Key words High-risk acute myeloid leukemia
Springer Online Journal Archives 1860-2000
Abstract The current phase-II trial was initiated to assess the efficacy and toxicity of the Ida-FLAG regimen in patients with poor-risk acute myeloid leukemia (AML). Three subgroups of patients with AML were eligible for the study: (a) refractory, (b) first relapse, or (c) secondary AML (i.e., signs of trilineage myelodysplasia at diagnosis or the history of a myelodysplasia or myeloproliferative disorder). Fifty-seven fully evaluable patients were included in the study.

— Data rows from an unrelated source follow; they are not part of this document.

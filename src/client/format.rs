//! Display strings for the coin table.

use rust_decimal::{Decimal, RoundingStrategy};

const NOT_AVAILABLE: &str = "N/A";

#[derive(Debug, Clone, Copy, PartialEq, Eq)]
pub enum Trend {
    Up,
    Down,
}

/// USD price; sub-cent prices keep up to 8 fraction digits.
pub fn format_price(price: Option<Decimal>) -> String {
    let Some(price) = price else {
        return NOT_AVAILABLE.to_string();
    };

    let max_fraction = if price > Decimal::ZERO && price < Decimal::new(1, 2) {
        8
    } else {
        2
    };

    format_usd(price, 2, max_fraction)
}

pub fn format_market_cap(market_cap: Option<Decimal>) -> String {
    match market_cap {
        Some(value) => format_usd(value, 0, 0),
        None => NOT_AVAILABLE.to_string(),
    }
}

/// Absent changes read as 0.00%.
pub fn format_percent(change: Option<Decimal>) -> String {
    let change = change
        .unwrap_or(Decimal::ZERO)
        .round_dp_with_strategy(2, RoundingStrategy::MidpointAwayFromZero);
    format!("{:.2}%", change)
}

pub fn trend(change: Option<Decimal>) -> Trend {
    if change.unwrap_or(Decimal::ZERO) >= Decimal::ZERO {
        Trend::Up
    } else {
        Trend::Down
    }
}

pub fn format_rank(rank: Option<u32>) -> String {
    rank.map(|r| r.to_string())
        .unwrap_or_else(|| NOT_AVAILABLE.to_string())
}

pub fn display_name(name: Option<&str>) -> &str {
    name.unwrap_or("Unknown Coin")
}

pub fn display_symbol(symbol: Option<&str>) -> String {
    symbol
        .map(str::to_uppercase)
        .unwrap_or_else(|| NOT_AVAILABLE.to_string())
}

fn format_usd(value: Decimal, min_fraction: u32, max_fraction: u32) -> String {
    let rounded = value.round_dp_with_strategy(max_fraction, RoundingStrategy::MidpointAwayFromZero);
    let sign = if rounded.is_sign_negative() && !rounded.is_zero() {
        "-"
    } else {
        ""
    };

    let digits = rounded.abs().to_string();
    let (integer, fraction) = digits.split_once('.').unwrap_or((digits.as_str(), ""));

    let mut fraction = fraction.trim_end_matches('0').to_string();
    while fraction.len() < min_fraction as usize {
        fraction.push('0');
    }

    let integer = group_thousands(integer);
    if fraction.is_empty() {
        format!("{}${}", sign, integer)
    } else {
        format!("{}${}.{}", sign, integer, fraction)
    }
}

fn group_thousands(digits: &str) -> String {
    let mut grouped = String::with_capacity(digits.len() + digits.len() / 3);
    for (i, ch) in digits.chars().enumerate() {
        if i > 0 && (digits.len() - i) % 3 == 0 {
            grouped.push(',');
        }
        grouped.push(ch);
    }
    grouped
}
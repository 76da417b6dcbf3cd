use crate::client::error::FetchError;

/// Status of one data source as the UI sees it.
#[derive(Debug, Clone, PartialEq)]
pub enum FetchState<T> {
    /// Nothing requested yet.
    Idle,
    Loading,
    Ready(T),
    Failed(String),
}

impl<T> FetchState<T> {
    pub fn is_loading(&self) -> bool {
        matches!(self, FetchState::Loading)
    }

    pub fn data(&self) -> Option<&T> {
        match self {
            FetchState::Ready(data) => Some(data),
            _ => None,
        }
    }

    pub fn error(&self) -> Option<&str> {
        match self {
            FetchState::Failed(message) => Some(message),
            _ => None,
        }
    }
}

/// Identifies one issued request; only the latest ticket may write state.
#[derive(Debug, Clone, Copy, PartialEq, Eq)]
pub struct Ticket(u64);

/// Fetch state of one source plus its retry counter and request generation.
/// `Loading` is only set by `begin`, so it always means a request is in flight.
#[derive(Debug)]
pub struct DataSource<T> {
    state: FetchState<T>,
    retries: u32,
    generation: u64,
}

impl<T> Default for DataSource<T> {
    fn default() -> Self {
        Self {
            state: FetchState::Idle,
            retries: 0,
            generation: 0,
        }
    }
}

impl<T> DataSource<T> {
    pub fn state(&self) -> &FetchState<T> {
        &self.state
    }

    pub fn retries(&self) -> u32 {
        self.retries
    }

    /// Starts a request. A silent start keeps whatever is on screen.
    pub fn begin(&mut self, silent: bool) -> Ticket {
        self.generation += 1;
        if !silent {
            self.state = FetchState::Loading;
        }
        Ticket(self.generation)
    }

    pub fn is_current(&self, ticket: Ticket) -> bool {
        ticket.0 == self.generation
    }

    /// Applies a result. Data is replaced wholesale on success and dropped on
    /// failure. Returns false when a newer request superseded this one.
    pub fn complete(&mut self, ticket: Ticket, result: Result<T, FetchError>) -> bool {
        if !self.is_current(ticket) {
            return false;
        }

        self.state = match result {
            Ok(data) => FetchState::Ready(data),
            Err(e) => FetchState::Failed(e.user_message()),
        };
        true
    }

    pub fn record_retry(&mut self) -> u32 {
        self.retries += 1;
        self.retries
    }
}
//! `licewatch-core` — domain foundation building blocks.
//!
//! This crate contains **pure domain** primitives (no infrastructure
//! concerns): identifiers, observation types, forecast/score records and the
//! domain error model shared by the forecast engine and the persistence
//! layer.

pub mod error;
pub mod id;
pub mod observation;
pub mod prediction;
pub mod risk;
pub mod score;

pub use error::{DomainError, DomainResult};
pub use id::{PopulationId, SiteId};
pub use observation::{CountPoint, EnvironmentQuality, TreatmentRecord};
pub use prediction::{DefaultsUsed, FactorBreakdown, Prediction};
pub use risk::{RecommendedAction, RiskLevel, ScoreLevel};
pub use score::RiskScore;
//! Forecast output records.
//!
//! A [`Prediction`] is an append-only log entry: one row per population per
//! horizon per generation cycle, never mutated afterwards. Consumers looking
//! for "current" state must filter by the most recent generation timestamp.

use chrono::{DateTime, NaiveDate, Utc};
use serde::{Deserialize, Serialize};

use crate::id::PopulationId;
use crate::risk::{RecommendedAction, RiskLevel};

/// The factor inputs that shaped one forecast, kept for auditability.
#[derive(Debug, Clone, Copy, PartialEq, Serialize, Deserialize)]
pub struct FactorBreakdown {
    pub seasonal_factor: f64,
    pub temperature_factor: f64,
    /// Water temperature (°C) the temperature factor was computed from.
    pub temperature: f64,
    pub trend_slope: f64,
    pub trend_r2: f64,
    /// Number of history points the fit/projection saw.
    pub sample_count: usize,
    /// Number of recent completed treatments considered.
    pub treatment_count: usize,
}

/// Per-source provenance flags: which inputs fell back to their documented
/// defaults because the read failed or no data existed.
///
/// A forecast with flags set is still valid: it is a cold-start or degraded
/// forecast, and downstream consumers can tell it apart from a confident one.
#[derive(Debug, Clone, Copy, Default, PartialEq, Eq, Serialize, Deserialize)]
pub struct DefaultsUsed {
    pub history: bool,
    pub temperature: bool,
    pub treatments: bool,
}

impl DefaultsUsed {
    pub fn any(&self) -> bool {
        self.history || self.temperature || self.treatments
    }
}

/// One forward-looking lice forecast for a population.
#[derive(Debug, Clone, PartialEq, Serialize, Deserialize)]
pub struct Prediction {
    pub population_id: PopulationId,
    /// When this forecast was generated.
    pub generated_at: DateTime<Utc>,
    /// The date the forecast targets (`generated_at` date + horizon).
    pub target_date: NaiveDate,
    /// Days ahead the forecast targets.
    pub horizon_days: u32,
    /// Latest observed count ratio (0 on cold start).
    pub current_value: f64,
    /// Projected count ratio, clamped to `[0, 3.0]`.
    pub predicted_value: f64,
    /// Model confidence in `[0, 1]`.
    pub confidence: f64,
    /// Estimated probability of crossing the regulatory limit, in `[0, 1]`.
    pub exceedance_probability: f64,
    pub risk_level: RiskLevel,
    pub recommended_action: RecommendedAction,
    /// Model version tag; never empty.
    pub model_version: String,
    pub factors: FactorBreakdown,
    pub defaults_used: DefaultsUsed,
}

impl Prediction {
    /// Whether this prediction should feed the downstream alerting hook.
    pub fn is_critical(&self) -> bool {
        self.risk_level == RiskLevel::Critical
    }
}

Twenty patients received a second course of Ida-FLAG. Complete remission was achieved by 1/14 patients with refractory AML, 12/15 patients with relapsed AML, and 17/28 patients with secondary AML. The median duration of ANC 〈1000/μl was 17 days (10–36); of platelets 〈30,000/μl 23 days (9–65); of days with fever 〉38.0 °C 6 days (1–33). Thirteen patients (22.8%) died within 42 days of severe infection or hemorrhage. Overall survival at 20 weeks in the subgroups was 24% for patients with refractory, 78% for patients with relapsed, and 55% for patients with secondary AML. The toxicity of the first cycle of Ida-FLAG is moderate. The feasibility and subjective tolerance of the Ida-FLAG regimen are acceptable. There is no evidence for an increase of atypical infections. The efficacy for patients with secondary AML and especially those with first relapse of AML is good, with a high rate of complete remissions. Remission duration seems to be short. Therefore, an intensified post-remission therapy seems necessary.